Healthy cultures are already defined
Healthy culture is not a vibe. It is a set of observable features, studied for decades in
industrial and organizational psychology. You can walk into a company and look for signs of health.
Do people share vulnerability, or do they posture.
Is there psychological safety, or do people manage perceptions.
Do people feel belonging, or do they feel disposable.
Is there an established purpose, or is everyone just executing tasks.
Healthy cultures are not common. But they are not mysterious either. They are well understood.
Researchers have reported on them for decades.
Strong cultures are different
A healthy culture answers the question: is this environment good for humans?
A strong culture answers a different question: is this environment distinctive?
Strong cultures are highly idiosyncratic, on purpose. They both repel and attract talent. They are not vanilla. They take a stance, often controversially.

Think about Traba’s
“996” expectation. Now compare that to Basecamp’s
“summer Fridays off.”
Neither is inherently good or bad. But both are clearly strong. They communicate what the company values. They create a point of view. They sort people.
A weak culture is what you get when you avoid taking a stance. It is the standard 9 to 5 weekday policy. The generic values on the website. The hand wave of “we work hard and have fun.”
It is culture by default.
The 2x2
Put those two axes together and you get four kinds of cultures.
1) Healthy and strong.
This is the goal. It is rare, and it is powerful. People thrive, and the company has a clear identity. The culture becomes a recruiting advantage and an execution advantage.
2) Healthy and weak.
This is pleasant but forgettable. People feel safe, but there is no sharpness.

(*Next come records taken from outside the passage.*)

use std::sync::Arc;

use super::*;
use crate::record::{Record, RecordId, ShapeRecord, Snapshot};
use crate::store::{DocumentStore, MemoryStore};

fn shape(id: &str) -> Record {
    let mut record = ShapeRecord::new("geo", 0.0, 0.0);
    record.id = RecordId::new(id);
    Record::Shape(record)
}

#[tokio::test]
async fn open_loads_stored_snapshot() {
    let store = MemoryStore::new();
    store
        .save_document("doc1", &Snapshot::new(vec![shape("s1")]))
        .await
        .expect("seed");

    let viewer = ViewerSession::open(Arc::new(store), "doc1").await;
    assert_eq!(viewer.canvas().len().await, 1);
    assert!(viewer.last_error().is_none());
}

#[tokio::test]
async fn open_over_empty_store_is_clean() {
    let viewer = ViewerSession::open(Arc::new(MemoryStore::new()), "doc1").await;
    assert!(viewer.canvas().is_empty().await);
    assert!(viewer.last_error().is_none());
}

#[tokio::test]
async fn refresh_picks_up_later_saves() {
    let store = MemoryStore::new();
    store
        .save_document("doc1", &Snapshot::new(vec![shape("s1")]))
        .await
        .expect("seed");

    let mut viewer = ViewerSession::open(Arc::new(store.clone()), "doc1").await;
    assert_eq!(viewer.canvas().len().await, 1);

    store
        .save_document("doc1", &Snapshot::new(vec![shape("s1"), shape("s2")]))
        .await
        .expect("save");

    let found = viewer.refresh().await.expect("refresh");
    assert!(found);
    assert_eq!(viewer.canvas().len().await, 2);
}

#[tokio::test]
async fn load_failure_is_recorded_not_raised() {
    let store = MemoryStore::new();
    // Duplicate ids make the stored snapshot malformed.
    store
        .save_document("doc1", &Snapshot::new(vec![shape("s1"), shape("s1")]))
        .await
        .expect("seed");

    let mut viewer = ViewerSession::open(Arc::new(store.clone()), "doc1").await;
    assert!(viewer.last_error().is_some());
    assert!(viewer.canvas().is_empty().await);

    // A good snapshot on the next refresh clears the error.
    store
        .save_document("doc1", &Snapshot::new(vec![shape("s1")]))
        .await
        .expect("save");
    viewer.refresh().await.expect("refresh");
    assert!(viewer.last_error().is_none());
    assert_eq!(viewer.canvas().len().await, 1);
}
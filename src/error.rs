use derive_more::{Display, Error};

#[derive(Debug, Display, Error)]
pub enum ConfigError {
    #[display("failed to read config file")]
    ReadFile,
    #[display("failed to parse config: {reason}")]
    Parse { reason: String },
    #[display("invalid config: {field}")]
    Validation { field: String },
}

#[derive(Debug, Display, Error, PartialEq, Eq)]
pub enum IndicatorError {
    #[display("invalid parameter: {name}")]
    InvalidParameter { name: String },
}

#[derive(Debug, Display, Error)]
pub enum OutputError {
    #[display("failed to serialize signal rows")]
    Serialize,
}
use std::path::Path;

use error_stack::{Report, ResultExt};
use serde::Deserialize;

use crate::error::ConfigError;
use crate::indicator::rsi::ZeroLossPolicy;
use crate::strategy::{SignalParams, Thresholds, TriggerMode};

fn default_log_level() -> String {
    "info".into()
}

fn default_log_format() -> String {
    "text".into()
}

fn default_length() -> usize {
    100
}

fn default_base_price() -> f64 {
    100.0
}

fn default_jitter() -> f64 {
    1.0
}

fn default_display_count() -> usize {
    20
}

fn default_output() -> String {
    "text".into()
}

fn default_short_period() -> i64 {
    5
}

fn default_long_period() -> i64 {
    20
}

fn default_rsi_period() -> i64 {
    14
}

fn default_oversold() -> f64 {
    30.0
}

fn default_overbought() -> f64 {
    70.0
}

fn default_mode() -> String {
    "level".into()
}

fn default_rsi_zero_loss() -> String {
    "zero".into()
}

#[derive(Debug, Default, Deserialize)]
pub struct AppConfig {
    #[serde(default)]
    pub general: GeneralConfig,
    #[serde(default)]
    pub demo: DemoConfig,
    #[serde(default)]
    pub signals: SignalsConfig,
}

#[derive(Debug, Deserialize)]
pub struct GeneralConfig {
    #[serde(default = "default_log_level")]
    pub log_level: String,
    /// Accepted values: `"text"` | `"json"`
    #[serde(default = "default_log_format")]
    pub log_format: String,
}

impl Default for GeneralConfig {
    fn default() -> Self {
        Self {
            log_level: default_log_level(),
            log_format: default_log_format(),
        }
    }
}

#[derive(Debug, Deserialize)]
pub struct DemoConfig {
    /// Seed for the synthetic price source; drawn from entropy when absent.
    pub seed: Option<u64>,
    #[serde(default = "default_length")]
    pub length: usize,
    #[serde(default = "default_base_price")]
    pub base_price: f64,
    #[serde(default = "default_jitter")]
    pub jitter: f64,
    #[serde(default = "default_display_count")]
    pub display_count: usize,
    /// Accepted values: `"text"` | `"json"`
    #[serde(default = "default_output")]
    pub output: String,
}

impl Default for DemoConfig {
    fn default() -> Self {
        Self {
            seed: None,
            length: default_length(),
            base_price: default_base_price(),
            jitter: default_jitter(),
            display_count: default_display_count(),
            output: default_output(),
        }
    }
}

#[derive(Debug, Deserialize)]
pub struct SignalsConfig {
    #[serde(default = "default_short_period")]
    pub short_period: i64,
    #[serde(default = "default_long_period")]
    pub long_period: i64,
    #[serde(default = "default_rsi_period")]
    pub rsi_period: i64,
    #[serde(default = "default_oversold")]
    pub oversold: f64,
    #[serde(default = "default_overbought")]
    pub overbought: f64,
    /// Accepted values: `"level"` | `"crossover"`
    #[serde(default = "default_mode")]
    pub mode: String,
    /// Accepted values: `"zero"` | `"saturate"`
    #[serde(default = "default_rsi_zero_loss")]
    pub rsi_zero_loss: String,
}

impl Default for SignalsConfig {
    fn default() -> Self {
        Self {
            short_period: default_short_period(),
            long_period: default_long_period(),
            rsi_period: default_rsi_period(),
            oversold: default_oversold(),
            overbought: default_overbought(),
            mode: default_mode(),
            rsi_zero_loss: default_rsi_zero_loss(),
        }
    }
}

impl SignalsConfig {
    /// Build generator parameters from a validated config section.
    pub fn to_params(&self) -> Result<SignalParams, Report<ConfigError>> {
        let mode = TriggerMode::from_str(&self.mode).ok_or_else(|| {
            Report::new(ConfigError::Validation {
                field: format!("signals.mode \"{}\" is not valid", self.mode),
            })
        })?;
        let zero_loss = ZeroLossPolicy::from_str(&self.rsi_zero_loss).ok_or_else(|| {
            Report::new(ConfigError::Validation {
                field: format!(
                    "signals.rsi_zero_loss \"{}\" is not valid",
                    self.rsi_zero_loss
                ),
            })
        })?;
        Ok(SignalParams {
            short_period: self.short_period,
            long_period: self.long_period,
            rsi_period: self.rsi_period,
            thresholds: Thresholds {
                oversold: self.oversold,
                overbought: self.overbought,
            },
            mode,
            zero_loss,
        })
    }
}

/// Load and validate an `AppConfig` from a TOML file at `path`.
pub fn load(path: &Path) -> Result<AppConfig, Report<ConfigError>> {
    let content = std::fs::read_to_string(path)
        .change_context(ConfigError::ReadFile)
        .attach_with(|| format!("path: {}", path.display()))?;

    let config: AppConfig = toml::from_str(&content).change_context(ConfigError::Parse {
        reason: "invalid TOML syntax or schema mismatch".into(),
    })?;

    validate(&config)?;

    Ok(config)
}

const VALID_FORMATS: &[&str] = &["text", "json"];

pub fn validate(config: &AppConfig) -> Result<(), Report<ConfigError>> {
    validate_general(&config.general)?;
    validate_demo(&config.demo)?;
    validate_periods(&config.signals)?;
    validate_thresholds(&config.signals)?;
    config.signals.to_params()?;
    Ok(())
}

fn invalid(field: String) -> Report<ConfigError> {
    Report::new(ConfigError::Validation { field })
}

fn validate_general(general: &GeneralConfig) -> Result<(), Report<ConfigError>> {
    if !VALID_FORMATS.contains(&general.log_format.as_str()) {
        return Err(invalid(format!(
            "general.log_format \"{}\" is not valid",
            general.log_format
        )));
    }
    Ok(())
}

fn validate_demo(demo: &DemoConfig) -> Result<(), Report<ConfigError>> {
    if demo.length == 0 {
        return Err(invalid("demo.length must be > 0".into()));
    }
    if !demo.base_price.is_finite() {
        return Err(invalid("demo.base_price must be finite".into()));
    }
    if !demo.jitter.is_finite() || demo.jitter < 0.0 {
        return Err(invalid(format!(
            "demo.jitter must be finite and >= 0, got {}",
            demo.jitter
        )));
    }
    if !VALID_FORMATS.contains(&demo.output.as_str()) {
        return Err(invalid(format!(
            "demo.output \"{}\" is not valid",
            demo.output
        )));
    }
    Ok(())
}

fn validate_periods(signals: &SignalsConfig) -> Result<(), Report<ConfigError>> {
    let periods = [
        ("short_period", signals.short_period),
        ("long_period", signals.long_period),
        ("rsi_period", signals.rsi_period),
    ];
    for (name, value) in periods {
        if value <= 0 {
            return Err(invalid(format!("signals.{name} must be > 0, got {value}")));
        }
    }
    Ok(())
}

fn validate_thresholds(signals: &SignalsConfig) -> Result<(), Report<ConfigError>> {
    for (name, value) in [
        ("oversold", signals.oversold),
        ("overbought", signals.overbought),
    ] {
        if !(0.0..=100.0).contains(&value) {
            return Err(invalid(format!(
                "signals.{name} must be within [0, 100], got {value}"
            )));
        }
    }
    if signals.oversold > signals.overbought {
        return Err(invalid(format!(
            "signals.oversold ({}) must not exceed signals.overbought ({})",
            signals.oversold, signals.overbought
        )));
    }
    Ok(())
}
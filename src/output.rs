use error_stack::{Report, ResultExt};
use serde::Serialize;

use crate::error::OutputError;
use crate::strategy::Signal;

/// One displayed step of a run.
#[derive(Debug, Clone, Copy, PartialEq, Serialize)]
pub struct SignalRow {
    pub index: usize,
    pub price: f64,
    pub signal: Signal,
}

/// Pair the first `count` prices with their signals.
pub fn rows(prices: &[f64], signals: &[Signal], count: usize) -> Vec<SignalRow> {
    prices
        .iter()
        .zip(signals)
        .take(count)
        .enumerate()
        .map(|(index, (&price, &signal))| SignalRow {
            index,
            price,
            signal,
        })
        .collect()
}

pub fn render_text(rows: &[SignalRow]) -> String {
    rows.iter()
        .map(|row| {
            format!(
                "Index {:02} - Price: {:.2} -> Signal: {}",
                row.index, row.price, row.signal
            )
        })
        .collect::<Vec<_>>()
        .join("\n")
}

pub fn render_json(rows: &[SignalRow]) -> Result<String, Report<OutputError>> {
    serde_json::to_string_pretty(rows)
        .change_context(OutputError::Serialize)
        .attach_with(|| format!("rows: {}", rows.len()))
}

No distinctive way of operating. It can be hard to scale because the company has no cultural spine.
3) Unhealthy and strong.
This is common in high pressure environments. The culture is intense and clear, but it burns people out. It can win in the short term. In the long term, it becomes a tax.
4) Unhealthy and weak.
This is the worst outcome. No belonging, no safety, no purpose, and no identity. People leave or disengage. The company drifts.
Most founders do not deliberately choose one of these. They stumble into one.
Take a stance, selectively
Some founders think strong cultures require being opinionated about everything. That is not true.
A company does not need to take a stance on every topic. But the best companies are opinionated in at least a few areas. They choose a handful of principles and operational norms that are unusually clear, and they enforce them consistently.
Strong cultures are often seen as unusual. They are supposed to be.
But the point is not to be weird. The point is to be clear. Clarity is rare.
How to build it without overthinking
Culture building becomes simpler when you separate two tasks.
First, build health. Make it safe to tell the truth. Make it normal to admit mistakes. Make belonging real, not performative. Make purpose explicit, not assumed.
This is the foundation. Without it, everything else becomes politics.
Second, choose a few strong stances. Pick two or three areas where you will be unusually clear. How you work. How you communicate. What excellence looks like. What you do not tolerate. What you optimize for.
Then write it down. Reinforce it. Hire for it. Celebrate it. Protect it.
That is how culture becomes real.
The mistake to avoid
Many founders try to build a strong culture without building a healthy one. They create intensity without safety. They create standards without belonging. They create pressure without trust.
That produces an unhealthy and strong culture. It works until it doesn't.
The other mistake is building a healthy culture and stopping there. That produces a place people like, but not a place that is uniquely capable.
Startup teams do not win by being pleasant. They win by being aligned.
Tear down your wallpaper values
Culture is not a poster. It is a system. Once you understand the 2x2, you can stop treating culture like an abstract concept and start treating it like a design problem.

Health is observable. Strength is a choice. If you get both right, culture becomes the thing that makes everything else easier.
Most founders wait, the best ones design culture early.